Der Traum im Alter von neun Jahren
Die Reihe der „Träume“ Don Boscos beginnt mit einem Traum, den er im Alter von neun Jahren, um 1824, hatte. Er ist einer der wichtigsten, wenn nicht der wichtigste, denn er weist auf eine Mission hin, die ihm von der göttlichen Vorsehung anvertraut wurde und die in der Kirche die Form eines besonderen Charismas annahm. Es werden noch viele weitere folgen, von denen die meisten in den Biographischen Memoiren gesammelt und in anderen Veröffentlichungen zum Thema aufgegriffen werden. Wir möchten die wichtigsten davon in mehreren späteren Artikeln vorstellen.
In diesem Alter hatte ich einen Traum, der mir mein ganzes Leben lang tief in Erinnerung blieb. Im Traum schien es mir, als sei ich in der Nähe unseres Hauses auf einem recht weiträumigen Platz, auf dem eine Menge Jungen beisammen waren, welche sich die Zeit vertrieben. Einige lachten, andere spielten, nicht wenige fluchten. Als ich das Fluchen hörte, stürzte ich mich sofort mitten unter sie, um sie mit Faustschlägen und Geschrei zum Schweigen zu bringen. In diesem Moment erschien ein ehrfurchtgebietender Mann im besten Alter und vornehm gekleidet. Ein weißer Mantel bedeckte seine ganze Gestalt; aber sein Gesicht war derart leuchtend, dass ich ihn nicht anschauen konnte. Er rief mich beim Namen, trug mir auf, mich an die Spitze der Jungen zu stellen und sagte:
„Nicht mit Schlägen, sondern mit Milde und Liebe sollst du sie zu Freunden gewinnen. Mach dich also gleich daran, sie über die Hässlichkeit der Sünde und über die Kostbarkeit der Tugend zu belehren.“
Verwirrt und verängstigt erwiderte ich, ich sei ein armes und unwissendes Kind, unfähig, zu diesen Jungen von Religion zu sprechen. In diesem Augenblick hörten diese auf, zu lachen, zu schreien und zu fluchen, und alle versammelten sich um den Sprecher.
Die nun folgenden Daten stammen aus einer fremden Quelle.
//! EPA verification binary.
//!
//! Usage:
//!   cargo run --release --bin verify_epa -- [OPTIONS]
//!
//! Options:
//!   --config <FILE>      Solver configuration JSON file (optional)
//!   --matrix <FILE>      Solve a single matrix from a text file and exit
//!   --random <N>         Number of random games to add (default: 200)
//!   --size <MxN>         Shape of the random games (default: 4x4)
//!   --seed <N>           Random seed (optional)
//!   --tolerance <X>      Match tolerance (default: 1e-6)
//!   --threads <N>        Number of threads (default: auto)
//!   --sequential         Run the batch on one thread
//!   --no-blotto          Skip the Colonel Blotto games
//!   --output <FILE>      Report file (default: epa_report.json)

use std::env;
use std::process;

use indicatif::{ProgressBar, ProgressStyle};
use log::info;

use epa_solver::games::{blotto_cases, known_cases, random_cases, BLOTTO_GAMES};
use epa_solver::solver::{CaseOutcome, EpaSolver, ReferenceSolver};
use epa_solver::{PayoffMatrix, SolverConfig, TestCase, VerificationHarness};

fn main() {
    env_logger::init();

    let args: Vec<String> = env::args().collect();

    // Parse arguments
    let mut config_file: Option<String> = None;
    let mut matrix_file: Option<String> = None;
    let mut random_count: usize = 200;
    let mut size = (4usize, 4usize);
    let mut seed: Option<u64> = None;
    let mut tolerance: Option<f64> = None;
    let mut threads: usize = 0;
    let mut sequential = false;
    let mut include_blotto = true;
    let mut output_file = "epa_report.json".to_string();

    let mut i = 1;
    while i < args.len() {
        match args[i].as_str() {
            "--config" | "-c" => {
                i += 1;
                if i < args.len() {
                    config_file = Some(args[i].clone());
                }
            }
            "--matrix" | "-m" => {
                i += 1;
                if i < args.len() {
                    matrix_file = Some(args[i].clone());
                }
            }
            "--random" | "-r" => {
                i += 1;
                if i < args.len() {
                    random_count = args[i].parse().unwrap_or(random_count);
                }
            }
            "--size" => {
                i += 1;
                if i < args.len() {
                    match parse_size(&args[i]) {
                        Some(s) => size = s,
                        None => {
                            eprintln!("Invalid size '{}', expected e.g. 4x5", args[i]);
                            process::exit(2);
                        }
                    }
                }
            }
            "--seed" | "-s" => {
                i += 1;
                if i < args.len() {
                    seed = args[i].parse().ok();
                }
            }
            "--tolerance" => {
                i += 1;
                if i < args.len() {
                    tolerance = args[i].parse().ok();
                }
            }
            "--threads" | "-t" => {
                i += 1;
                if i < args.len() {
                    threads = args[i].parse().unwrap_or(0);
                }
            }
            "--sequential" => {
                sequential = true;
            }
            "--no-blotto" => {
                include_blotto = false;
            }
            "--output" | "-o" => {
                i += 1;
                if i < args.len() {
                    output_file = args[i].clone();
                }
            }
            "--help" | "-h" => {
                print_help();
                return;
            }
            _ => {
                eprintln!("Unknown argument: {}", args[i]);
                print_help();
                process::exit(2);
            }
        }
        i += 1;
    }

    // Load or create configuration
    let mut config = match &config_file {
        Some(path) => match SolverConfig::from_json_file(path) {
            Ok(config) => config,
            Err(e) => {
                eprintln!("Error loading config: {}", e);
                process::exit(1);
            }
        },
        None => SolverConfig::default(),
    };
    if let Some(t) = tolerance {
        config = config.with_tolerance(t);
    }
    if let Some(s) = seed {
        config = config.with_seed(s);
    }
    if threads > 0 {
        config = config.with_threads(threads);
    }
    if sequential {
        config = config.with_parallel(false);
    }
    if let Err(e) = config.validate() {
        eprintln!("Invalid configuration: {}", e);
        process::exit(1);
    }

    if let Some(path) = matrix_file {
        solve_single(&path, &config);
        return;
    }

    println!("=================================================");
    println!("  EPA vs Nash Verification");
    println!("=================================================");
    println!();

    let built = known_cases().and_then(|mut known| {
        if include_blotto {
            let games: Vec<_> = BLOTTO_GAMES.iter().map(|(game, _)| *game).collect();
            known.extend(blotto_cases(&games)?);
        }
        known.extend(random_cases(random_count, size.0, size.1, config.seed)?);
        Ok(known)
    });
    let cases: Vec<TestCase> = match built {
        Ok(cases) => cases,
        Err(e) => {
            eprintln!("Error building corpus: {}", e);
            process::exit(1);
        }
    };

    println!("Cases: {} ({} random {}x{})", cases.len(), random_count, size.0, size.1);
    println!("Tolerance: {:e}", config.tolerance);
    println!(
        "Threads: {}",
        match (config.parallel, config.num_threads) {
            (false, _) => "1".to_string(),
            (true, Some(n)) => n.to_string(),
            (true, None) => "auto".to_string(),
        }
    );
    if let Some(s) = config.seed {
        println!("Seed: {}", s);
    }
    println!("Output: {}", output_file);
    println!();

    let progress = ProgressBar::new(cases.len() as u64);
    if let Ok(style) =
        ProgressStyle::default_bar().template("{spinner:.green} [{bar:40.cyan/blue}] {pos}/{len} ({eta})")
    {
        progress.set_style(style.progress_chars("#>-"));
    }

    let harness = match VerificationHarness::new(config) {
        Ok(harness) => harness,
        Err(e) => {
            eprintln!("Invalid configuration: {}", e);
            process::exit(1);
        }
    };
    let report = harness.run_batch_with_callback(&cases, |_| progress.inc(1));
    progress.finish_and_clear();

    println!(
        "{:<28} {:>7} {:>12} {:>12} {:>10}  {}",
        "case", "shape", "EPA", "Nash", "|diff|", "status"
    );
    println!("{}", "-".repeat(82));
    for record in &report.records {
        let shape = format!("{}x{}", record.shape.0, record.shape.1);
        match &record.outcome {
            CaseOutcome::Compared(c) => println!(
                "{:<28} {:>7} {:>12.6} {:>12.6} {:>10.2e}  {}",
                record.name,
                shape,
                c.epa_value,
                c.nash_value,
                c.absolute_difference,
                if c.matched { "ok" } else { "MISMATCH" }
            ),
            CaseOutcome::Failed(f) => {
                println!("{:<28} {:>7} {:>49}  {}", record.name, shape, "", f.kind)
            }
        }
    }
    println!();

    let stats = &report.stats;
    println!("=== Summary ===");
    println!("Compared: {} / {}", stats.compared, stats.cases);
    println!("Matched: {}", stats.matched);
    println!("Mismatched: {}", stats.mismatched);
    println!("Failed: {}", stats.failed);
    println!("Max |EPA - Nash|: {:.3e}", stats.max_difference);
    println!(
        "Total time: {:.2}s ({:.0} cases/s)",
        stats.elapsed_seconds, stats.cases_per_second
    );

    let counterexamples = report.counterexamples();
    if !counterexamples.is_empty() {
        println!();
        println!("=== Counterexamples ===");
        for record in counterexamples {
            if let Some(c) = record.comparison() {
                if let Err(violation) = c.check() {
                    println!("{}: {}", record.name, violation);
                }
            }
            if let Some(case) = cases.iter().find(|case| case.name == record.name) {
                println!("{}", case.matrix);
            }
        }
    }

    for record in report.failures() {
        if let CaseOutcome::Failed(f) = &record.outcome {
            eprintln!("{}: {}", record.name, f.message);
        }
    }

    println!();
    match report.save_json(&output_file) {
        Ok(_) => println!("Saved report: {}", output_file),
        Err(e) => eprintln!("Error saving report: {}", e),
    }
    info!("verification finished");
}

fn solve_single(path: &str, config: &SolverConfig) {
    let matrix = match PayoffMatrix::from_text_file(path) {
        Ok(m) => m,
        Err(e) => {
            eprintln!("Error reading matrix: {}", e);
            process::exit(1);
        }
    };

    println!("Matrix ({}x{}):", matrix.num_rows(), matrix.num_columns());
    println!("{}", matrix);

    let epa = match EpaSolver::from_config(config).solve_detailed(&matrix) {
        Ok(solution) => solution,
        Err(e) => {
            eprintln!("EPA failed: {}", e);
            process::exit(1);
        }
    };
    let nash = match ReferenceSolver::from_config(config).solve_nash(&matrix) {
        Ok(result) => result,
        Err(e) => {
            eprintln!("Nash failed: {}", e);
            process::exit(1);
        }
    };

    let (rows, columns) = epa.index_map.reduced_shape();
    println!("Reduced to {}x{} after {} passes", rows, columns, epa.passes);
    println!("  rows kept:    {:?}", epa.index_map.rows());
    println!("  columns kept: {:?}", epa.index_map.columns());
    println!();
    println!("EPA value:  {:.9}", epa.value());
    println!("  row:      {:?}", epa.result.row_strategy.as_slice());
    println!("  column:   {:?}", epa.result.column_strategy.as_slice());
    println!("Nash value: {:.9}", nash.value);
    println!("  row:      {:?}", nash.row_strategy.as_slice());
    println!("  column:   {:?}", nash.column_strategy.as_slice());

    let difference = (epa.value() - nash.value).abs();
    println!();
    if difference <= config.tolerance {
        println!("Match (|diff| = {:.3e})", difference);
    } else {
        println!("MISMATCH (|diff| = {:.3e})", difference);
    }
}

fn parse_size(s: &str) -> Option<(usize, usize)> {
    let (m, n) = s.split_once(|c| c == 'x' || c == 'X')?;
    let m: usize = m.trim().parse().ok()?;
    let n: usize = n.trim().parse().ok()?;
    (m > 0 && n > 0).then_some((m, n))
}

fn print_help() {
    println!("EPA vs Nash Verification");
    println!();
    println!("Usage: verify_epa [OPTIONS]");
    println!();
    println!("Options:");
    println!("  -c, --config <FILE>      Solver configuration JSON file");
    println!("  -m, --matrix <FILE>      Solve one matrix from a text file and exit");
    println!("  -r, --random <N>         Random games to add (default: 200)");
    println!("  --size <MxN>             Shape of the random games (default: 4x4)");
    println!("  -s, --seed <N>           Random seed");
    println!("  --tolerance <X>          Match tolerance (default: 1e-6)");
    println!("  -t, --threads <N>        Number of threads (default: auto)");
    println!("  --sequential             Run the batch on one thread");
    println!("  --no-blotto              Skip the Colonel Blotto games");
    println!("  -o, --output <FILE>      Report file (default: epa_report.json)");
    println!("  -h, --help               Show this help");
    println!();
    println!("Examples:");
    println!("  # Known games plus 1000 seeded random 5x5 games");
    println!("  verify_epa --random 1000 --size 5x5 --seed 42");
    println!();
    println!("  # One matrix from a file");
    println!("  verify_epa --matrix game.txt");
}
Fast ohne zu wissen, was ich sagte, fügte ich hinzu:
„Wer seid Ihr, dass Ihr Unmögliches auftragt?“
„Weil dir derartige Dinge jetzt unmöglich scheinen, musst du sie mit und mit dem Erwerb von Wissen möglich machen.“
„Wo, mit welchen Mitteln werde ich das Wissen erwerben können?“
„Ich werde dir die Lehrerin geben, unter deren Anleitung du klug werden kannst, und ohne die jedes Wissen töricht wird.“
„Aber wer seid Ihr, dass Ihr auf diese Weise sprecht?“
„Ich bin der Sohn derjenigen, die deine Mutter dich dreimal täglich zu grüßen gelehrt hat.“
„Meine Mutter sagt mir, ich soll nicht ohne ihre Erlaubnis mit Unbekannten zusammen sein; sagt mir deshalb Euren Namen.“
„Meinen Namen erfrage von Meiner Mutter.“
In dem Augenblick sah ich neben ihm eine Frau von majestätischem Anblick, in einen Mantel gekleidet, der überall leuchtete, als sei jeder Teil davon ein heller Stern. Sie merkte, dass ich in meinen Fragen und Antworten immer mehr durcheinander kam und bedeutete mir, mich Ihr zu nähern. Voller Güte nahm sie mich bei der Hand und sagte „Schau.“ Ich blickte um mich und bemerkte, dass alle diese Jungen verschwunden waren, und an ihrer Stelle sah ich eine Menge Ziegen, Hunde, Katzen, Bären und verschiedene andere Tiere.
„Hier ist dein Feld, auf dem du arbeiten sollst. Werde demütig, stark, widerstandsfähig; und was du jetzt mit diesen Tieren geschehen siehst, das sollst du für meine Kinder tun.“
Ich schaute nun um mich und siehe da, an Stelle der wilden Tiere erschienen lauter zahme Lämmer, die alle springend und blökend umherliefen, als ob sie diesen Mann und diese Frau feiern wollten.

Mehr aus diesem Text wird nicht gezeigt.